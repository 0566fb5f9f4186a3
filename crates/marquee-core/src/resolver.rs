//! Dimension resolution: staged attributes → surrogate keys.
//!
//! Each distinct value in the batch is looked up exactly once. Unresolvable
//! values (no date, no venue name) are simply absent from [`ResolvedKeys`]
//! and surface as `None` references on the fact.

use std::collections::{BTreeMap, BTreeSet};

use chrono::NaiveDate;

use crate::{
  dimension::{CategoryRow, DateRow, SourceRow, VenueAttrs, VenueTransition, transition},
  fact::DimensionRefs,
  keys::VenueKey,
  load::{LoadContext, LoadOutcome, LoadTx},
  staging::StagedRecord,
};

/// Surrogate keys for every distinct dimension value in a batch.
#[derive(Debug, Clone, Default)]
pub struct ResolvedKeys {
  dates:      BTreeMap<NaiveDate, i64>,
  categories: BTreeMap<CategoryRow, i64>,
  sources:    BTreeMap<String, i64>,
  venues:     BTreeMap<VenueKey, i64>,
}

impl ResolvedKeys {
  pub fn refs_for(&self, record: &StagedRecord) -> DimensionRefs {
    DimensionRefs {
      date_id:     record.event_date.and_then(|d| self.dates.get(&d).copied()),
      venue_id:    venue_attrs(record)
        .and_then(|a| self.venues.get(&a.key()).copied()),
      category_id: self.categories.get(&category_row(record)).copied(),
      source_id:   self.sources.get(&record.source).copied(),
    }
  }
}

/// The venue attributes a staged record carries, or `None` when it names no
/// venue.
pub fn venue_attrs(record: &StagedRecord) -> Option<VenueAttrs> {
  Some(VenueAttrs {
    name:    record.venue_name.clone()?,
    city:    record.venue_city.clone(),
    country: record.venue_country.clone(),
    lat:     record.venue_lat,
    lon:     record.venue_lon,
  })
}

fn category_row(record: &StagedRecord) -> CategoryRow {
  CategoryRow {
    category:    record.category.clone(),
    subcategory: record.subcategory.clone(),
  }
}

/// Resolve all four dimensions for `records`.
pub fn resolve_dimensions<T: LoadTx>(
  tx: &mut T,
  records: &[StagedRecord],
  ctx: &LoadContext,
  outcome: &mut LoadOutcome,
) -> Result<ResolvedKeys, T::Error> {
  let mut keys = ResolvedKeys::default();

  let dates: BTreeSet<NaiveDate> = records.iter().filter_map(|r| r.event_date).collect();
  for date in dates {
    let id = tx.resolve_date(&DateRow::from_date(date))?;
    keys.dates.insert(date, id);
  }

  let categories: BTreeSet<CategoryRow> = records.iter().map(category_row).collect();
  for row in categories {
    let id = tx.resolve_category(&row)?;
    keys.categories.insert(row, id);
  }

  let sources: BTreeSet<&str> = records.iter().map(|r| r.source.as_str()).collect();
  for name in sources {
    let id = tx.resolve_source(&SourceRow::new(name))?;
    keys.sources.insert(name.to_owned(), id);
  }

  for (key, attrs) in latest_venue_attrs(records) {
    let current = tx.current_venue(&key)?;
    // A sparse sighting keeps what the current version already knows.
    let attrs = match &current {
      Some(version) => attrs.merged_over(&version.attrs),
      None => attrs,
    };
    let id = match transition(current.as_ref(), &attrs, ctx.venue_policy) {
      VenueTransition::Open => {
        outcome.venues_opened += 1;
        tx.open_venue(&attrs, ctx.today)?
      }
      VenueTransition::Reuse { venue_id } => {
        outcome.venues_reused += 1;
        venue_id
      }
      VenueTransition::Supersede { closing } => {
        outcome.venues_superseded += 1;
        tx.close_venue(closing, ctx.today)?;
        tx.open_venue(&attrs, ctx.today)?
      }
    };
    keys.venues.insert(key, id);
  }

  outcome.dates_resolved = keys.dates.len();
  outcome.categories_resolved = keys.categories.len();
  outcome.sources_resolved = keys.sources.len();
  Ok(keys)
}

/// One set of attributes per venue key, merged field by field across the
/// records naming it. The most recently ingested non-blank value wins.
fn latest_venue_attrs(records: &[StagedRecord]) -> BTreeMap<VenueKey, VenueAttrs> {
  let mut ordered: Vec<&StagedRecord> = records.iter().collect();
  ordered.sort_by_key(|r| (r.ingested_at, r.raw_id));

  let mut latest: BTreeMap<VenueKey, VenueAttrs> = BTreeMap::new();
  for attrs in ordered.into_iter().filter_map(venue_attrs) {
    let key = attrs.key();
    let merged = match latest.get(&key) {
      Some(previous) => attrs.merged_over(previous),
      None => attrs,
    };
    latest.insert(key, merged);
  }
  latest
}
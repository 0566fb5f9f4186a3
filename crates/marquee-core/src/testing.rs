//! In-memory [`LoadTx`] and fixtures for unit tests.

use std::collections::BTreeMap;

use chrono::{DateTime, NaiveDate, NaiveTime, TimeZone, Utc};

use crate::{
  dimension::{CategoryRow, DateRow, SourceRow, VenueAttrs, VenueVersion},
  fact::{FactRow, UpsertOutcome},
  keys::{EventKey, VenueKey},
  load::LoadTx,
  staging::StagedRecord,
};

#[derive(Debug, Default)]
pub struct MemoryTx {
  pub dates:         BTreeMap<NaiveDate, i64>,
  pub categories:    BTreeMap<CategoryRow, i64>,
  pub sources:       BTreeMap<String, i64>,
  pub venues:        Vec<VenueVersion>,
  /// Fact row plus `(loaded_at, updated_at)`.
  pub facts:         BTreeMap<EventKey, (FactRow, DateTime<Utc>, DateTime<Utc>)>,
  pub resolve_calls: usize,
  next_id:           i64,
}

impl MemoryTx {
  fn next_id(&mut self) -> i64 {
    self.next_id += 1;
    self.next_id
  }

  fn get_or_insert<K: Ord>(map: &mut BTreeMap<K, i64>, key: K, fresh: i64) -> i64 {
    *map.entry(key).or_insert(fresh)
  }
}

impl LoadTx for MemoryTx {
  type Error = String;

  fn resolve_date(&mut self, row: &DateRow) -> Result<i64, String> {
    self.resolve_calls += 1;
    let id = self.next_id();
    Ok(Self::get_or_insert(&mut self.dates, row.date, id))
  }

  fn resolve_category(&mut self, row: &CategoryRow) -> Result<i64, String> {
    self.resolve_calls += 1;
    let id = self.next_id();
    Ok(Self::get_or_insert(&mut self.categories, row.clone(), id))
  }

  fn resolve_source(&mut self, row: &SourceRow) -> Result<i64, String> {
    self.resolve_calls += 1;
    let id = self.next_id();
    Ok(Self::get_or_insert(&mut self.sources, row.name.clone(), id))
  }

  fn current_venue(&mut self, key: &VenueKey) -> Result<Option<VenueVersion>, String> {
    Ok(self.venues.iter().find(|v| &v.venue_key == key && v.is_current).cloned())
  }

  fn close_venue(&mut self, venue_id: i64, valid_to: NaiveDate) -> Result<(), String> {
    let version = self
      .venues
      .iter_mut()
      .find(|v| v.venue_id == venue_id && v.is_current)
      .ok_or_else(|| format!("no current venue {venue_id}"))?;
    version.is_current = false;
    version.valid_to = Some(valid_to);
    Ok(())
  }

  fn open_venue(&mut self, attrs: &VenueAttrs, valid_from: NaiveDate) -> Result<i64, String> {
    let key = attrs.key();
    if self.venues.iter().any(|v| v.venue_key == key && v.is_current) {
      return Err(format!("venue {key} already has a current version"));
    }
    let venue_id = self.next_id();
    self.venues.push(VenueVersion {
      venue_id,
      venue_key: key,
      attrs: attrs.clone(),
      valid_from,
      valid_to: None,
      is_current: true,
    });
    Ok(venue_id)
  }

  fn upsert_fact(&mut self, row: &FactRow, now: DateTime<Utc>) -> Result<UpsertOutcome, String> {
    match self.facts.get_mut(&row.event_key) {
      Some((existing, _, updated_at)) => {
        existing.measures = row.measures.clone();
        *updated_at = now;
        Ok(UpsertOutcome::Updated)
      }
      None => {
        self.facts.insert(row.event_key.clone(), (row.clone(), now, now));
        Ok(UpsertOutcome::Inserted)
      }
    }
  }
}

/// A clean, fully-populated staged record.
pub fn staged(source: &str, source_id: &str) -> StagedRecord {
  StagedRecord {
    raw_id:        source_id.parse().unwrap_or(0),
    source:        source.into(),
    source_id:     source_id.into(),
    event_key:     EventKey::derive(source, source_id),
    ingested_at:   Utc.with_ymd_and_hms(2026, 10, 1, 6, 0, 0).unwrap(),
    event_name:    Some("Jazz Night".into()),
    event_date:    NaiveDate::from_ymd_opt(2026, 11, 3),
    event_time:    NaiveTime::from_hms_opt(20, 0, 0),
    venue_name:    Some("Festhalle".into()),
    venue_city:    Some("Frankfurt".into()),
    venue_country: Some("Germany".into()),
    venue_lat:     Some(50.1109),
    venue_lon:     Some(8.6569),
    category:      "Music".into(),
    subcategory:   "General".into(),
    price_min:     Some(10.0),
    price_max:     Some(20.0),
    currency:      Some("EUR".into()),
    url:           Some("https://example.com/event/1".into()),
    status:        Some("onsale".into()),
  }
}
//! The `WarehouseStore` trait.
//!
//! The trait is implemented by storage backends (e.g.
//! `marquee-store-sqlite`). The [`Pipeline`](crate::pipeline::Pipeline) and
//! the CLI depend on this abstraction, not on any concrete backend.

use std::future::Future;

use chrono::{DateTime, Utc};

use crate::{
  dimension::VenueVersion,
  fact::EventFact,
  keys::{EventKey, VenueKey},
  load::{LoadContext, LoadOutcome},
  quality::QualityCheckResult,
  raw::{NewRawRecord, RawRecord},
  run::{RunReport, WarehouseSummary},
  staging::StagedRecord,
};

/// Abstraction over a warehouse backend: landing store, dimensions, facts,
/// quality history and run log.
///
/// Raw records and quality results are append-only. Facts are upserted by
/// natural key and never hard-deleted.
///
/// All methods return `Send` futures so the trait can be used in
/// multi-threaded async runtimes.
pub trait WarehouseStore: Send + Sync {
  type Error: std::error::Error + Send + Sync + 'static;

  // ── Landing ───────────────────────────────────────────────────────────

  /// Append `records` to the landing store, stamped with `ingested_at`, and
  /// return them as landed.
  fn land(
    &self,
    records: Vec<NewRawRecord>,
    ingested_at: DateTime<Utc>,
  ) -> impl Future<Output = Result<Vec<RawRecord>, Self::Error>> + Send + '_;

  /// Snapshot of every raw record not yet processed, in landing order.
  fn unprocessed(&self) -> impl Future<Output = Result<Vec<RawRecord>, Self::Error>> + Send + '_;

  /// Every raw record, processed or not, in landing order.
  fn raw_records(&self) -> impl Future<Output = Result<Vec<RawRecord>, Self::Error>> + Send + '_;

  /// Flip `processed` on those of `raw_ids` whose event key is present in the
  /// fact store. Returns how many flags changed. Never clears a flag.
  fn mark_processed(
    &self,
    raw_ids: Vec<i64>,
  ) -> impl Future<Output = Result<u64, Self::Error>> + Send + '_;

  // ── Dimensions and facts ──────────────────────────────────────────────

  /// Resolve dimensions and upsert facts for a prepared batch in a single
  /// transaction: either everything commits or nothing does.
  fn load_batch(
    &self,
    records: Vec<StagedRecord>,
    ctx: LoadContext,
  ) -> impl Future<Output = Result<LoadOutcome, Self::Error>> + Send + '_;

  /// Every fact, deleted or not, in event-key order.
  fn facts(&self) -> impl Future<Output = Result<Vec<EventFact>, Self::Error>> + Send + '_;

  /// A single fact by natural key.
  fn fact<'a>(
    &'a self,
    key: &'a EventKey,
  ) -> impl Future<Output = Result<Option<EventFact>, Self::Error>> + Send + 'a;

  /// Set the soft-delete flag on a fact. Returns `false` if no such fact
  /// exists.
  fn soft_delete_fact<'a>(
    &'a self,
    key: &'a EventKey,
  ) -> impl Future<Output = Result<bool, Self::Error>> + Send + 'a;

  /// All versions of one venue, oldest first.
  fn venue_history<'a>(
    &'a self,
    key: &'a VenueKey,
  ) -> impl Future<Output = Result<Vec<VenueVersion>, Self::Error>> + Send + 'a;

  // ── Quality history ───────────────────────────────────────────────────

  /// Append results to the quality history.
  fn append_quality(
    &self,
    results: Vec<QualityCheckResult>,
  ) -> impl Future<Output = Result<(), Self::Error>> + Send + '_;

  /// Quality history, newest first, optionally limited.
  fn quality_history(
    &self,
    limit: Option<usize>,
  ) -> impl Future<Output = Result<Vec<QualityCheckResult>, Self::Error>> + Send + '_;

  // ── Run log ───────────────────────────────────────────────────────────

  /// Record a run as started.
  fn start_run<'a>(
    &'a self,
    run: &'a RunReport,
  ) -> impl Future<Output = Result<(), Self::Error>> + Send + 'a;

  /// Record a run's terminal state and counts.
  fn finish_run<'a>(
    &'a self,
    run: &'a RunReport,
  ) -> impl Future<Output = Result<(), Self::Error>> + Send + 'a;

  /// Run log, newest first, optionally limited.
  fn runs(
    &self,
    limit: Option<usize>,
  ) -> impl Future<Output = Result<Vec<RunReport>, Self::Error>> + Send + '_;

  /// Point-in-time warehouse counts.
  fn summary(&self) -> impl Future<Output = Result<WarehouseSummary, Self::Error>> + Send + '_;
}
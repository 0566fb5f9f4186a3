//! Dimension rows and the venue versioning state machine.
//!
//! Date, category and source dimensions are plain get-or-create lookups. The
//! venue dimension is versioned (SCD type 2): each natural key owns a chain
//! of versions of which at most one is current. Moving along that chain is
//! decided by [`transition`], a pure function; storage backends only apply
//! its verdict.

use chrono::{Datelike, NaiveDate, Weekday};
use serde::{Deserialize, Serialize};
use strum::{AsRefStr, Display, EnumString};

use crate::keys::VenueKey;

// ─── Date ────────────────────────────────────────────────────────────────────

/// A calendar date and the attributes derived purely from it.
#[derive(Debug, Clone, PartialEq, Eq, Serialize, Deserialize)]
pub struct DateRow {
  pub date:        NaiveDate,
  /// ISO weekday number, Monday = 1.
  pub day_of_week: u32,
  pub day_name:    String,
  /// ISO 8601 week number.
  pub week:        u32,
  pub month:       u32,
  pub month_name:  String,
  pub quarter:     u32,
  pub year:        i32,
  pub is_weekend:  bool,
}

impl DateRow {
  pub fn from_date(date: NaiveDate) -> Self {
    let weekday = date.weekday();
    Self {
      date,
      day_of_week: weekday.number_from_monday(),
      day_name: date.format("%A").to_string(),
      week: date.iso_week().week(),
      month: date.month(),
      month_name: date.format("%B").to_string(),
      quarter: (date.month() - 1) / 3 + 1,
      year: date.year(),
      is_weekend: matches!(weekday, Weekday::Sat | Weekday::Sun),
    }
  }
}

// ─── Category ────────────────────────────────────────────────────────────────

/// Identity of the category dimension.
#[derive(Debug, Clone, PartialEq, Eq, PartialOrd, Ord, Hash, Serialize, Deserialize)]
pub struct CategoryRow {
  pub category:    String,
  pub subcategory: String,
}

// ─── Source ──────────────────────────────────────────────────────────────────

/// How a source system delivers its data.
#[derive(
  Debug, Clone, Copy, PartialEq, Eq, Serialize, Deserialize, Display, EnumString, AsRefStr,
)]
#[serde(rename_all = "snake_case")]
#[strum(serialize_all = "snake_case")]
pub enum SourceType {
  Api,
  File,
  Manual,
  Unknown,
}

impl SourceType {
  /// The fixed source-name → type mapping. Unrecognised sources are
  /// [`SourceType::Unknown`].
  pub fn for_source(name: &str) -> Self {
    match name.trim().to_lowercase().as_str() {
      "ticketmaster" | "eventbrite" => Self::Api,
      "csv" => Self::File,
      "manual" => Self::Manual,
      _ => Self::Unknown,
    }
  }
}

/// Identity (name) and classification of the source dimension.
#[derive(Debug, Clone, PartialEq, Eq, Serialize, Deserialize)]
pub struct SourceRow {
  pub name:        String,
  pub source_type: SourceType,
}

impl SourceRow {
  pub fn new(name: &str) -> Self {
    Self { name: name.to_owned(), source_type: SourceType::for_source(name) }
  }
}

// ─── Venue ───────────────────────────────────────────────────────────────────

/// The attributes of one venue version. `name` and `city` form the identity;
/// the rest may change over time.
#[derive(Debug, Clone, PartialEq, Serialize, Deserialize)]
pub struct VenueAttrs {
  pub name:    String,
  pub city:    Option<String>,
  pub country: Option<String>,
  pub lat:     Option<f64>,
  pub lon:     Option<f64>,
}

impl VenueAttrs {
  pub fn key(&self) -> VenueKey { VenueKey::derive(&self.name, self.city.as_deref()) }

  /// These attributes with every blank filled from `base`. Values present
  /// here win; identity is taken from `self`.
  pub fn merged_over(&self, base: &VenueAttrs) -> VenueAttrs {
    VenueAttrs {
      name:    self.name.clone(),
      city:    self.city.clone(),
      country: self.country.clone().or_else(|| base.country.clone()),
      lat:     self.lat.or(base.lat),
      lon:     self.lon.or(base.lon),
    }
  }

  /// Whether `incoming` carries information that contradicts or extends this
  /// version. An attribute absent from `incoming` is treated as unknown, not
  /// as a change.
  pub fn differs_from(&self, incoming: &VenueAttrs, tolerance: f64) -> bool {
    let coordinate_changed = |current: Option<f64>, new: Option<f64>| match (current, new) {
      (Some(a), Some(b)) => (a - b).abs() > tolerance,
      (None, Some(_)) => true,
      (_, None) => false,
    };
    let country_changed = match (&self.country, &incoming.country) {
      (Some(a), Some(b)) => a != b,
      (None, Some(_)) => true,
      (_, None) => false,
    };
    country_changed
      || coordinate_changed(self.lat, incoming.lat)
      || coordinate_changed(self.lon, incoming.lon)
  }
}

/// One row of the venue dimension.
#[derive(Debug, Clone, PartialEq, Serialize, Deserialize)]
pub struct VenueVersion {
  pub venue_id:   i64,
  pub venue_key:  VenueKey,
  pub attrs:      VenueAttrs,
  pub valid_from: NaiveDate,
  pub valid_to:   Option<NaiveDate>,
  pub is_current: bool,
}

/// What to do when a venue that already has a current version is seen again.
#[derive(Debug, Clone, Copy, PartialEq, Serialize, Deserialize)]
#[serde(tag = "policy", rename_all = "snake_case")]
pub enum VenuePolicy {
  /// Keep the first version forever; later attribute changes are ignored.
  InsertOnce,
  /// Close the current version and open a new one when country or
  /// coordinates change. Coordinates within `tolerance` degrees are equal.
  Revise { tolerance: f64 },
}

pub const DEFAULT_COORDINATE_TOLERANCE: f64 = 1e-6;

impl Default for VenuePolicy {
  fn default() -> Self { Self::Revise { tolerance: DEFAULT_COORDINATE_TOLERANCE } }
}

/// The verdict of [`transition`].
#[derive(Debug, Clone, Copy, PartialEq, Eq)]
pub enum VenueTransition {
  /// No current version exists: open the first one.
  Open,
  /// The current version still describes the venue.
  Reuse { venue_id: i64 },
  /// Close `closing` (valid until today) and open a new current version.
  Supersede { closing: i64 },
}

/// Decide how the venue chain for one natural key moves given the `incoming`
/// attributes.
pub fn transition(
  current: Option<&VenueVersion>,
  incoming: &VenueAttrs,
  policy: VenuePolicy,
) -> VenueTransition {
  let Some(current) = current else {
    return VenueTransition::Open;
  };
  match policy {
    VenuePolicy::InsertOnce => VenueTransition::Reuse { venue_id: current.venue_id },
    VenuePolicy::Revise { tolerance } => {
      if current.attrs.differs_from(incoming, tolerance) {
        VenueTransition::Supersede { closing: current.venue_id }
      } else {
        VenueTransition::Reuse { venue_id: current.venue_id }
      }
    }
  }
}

-*-

*YOUR OBJECTIVE:* The answer must consist of every line above that holds the string "LoadOutcome", copied exactly.

*RESPONSE:*
  load::{LoadContext, LoadOutcome, LoadTx},
  outcome: &mut LoadOutcome,
  load::{LoadContext, LoadOutcome},
  ) -> impl Future<Output = Result<LoadOutcome, Self::Error>> + Send + '_;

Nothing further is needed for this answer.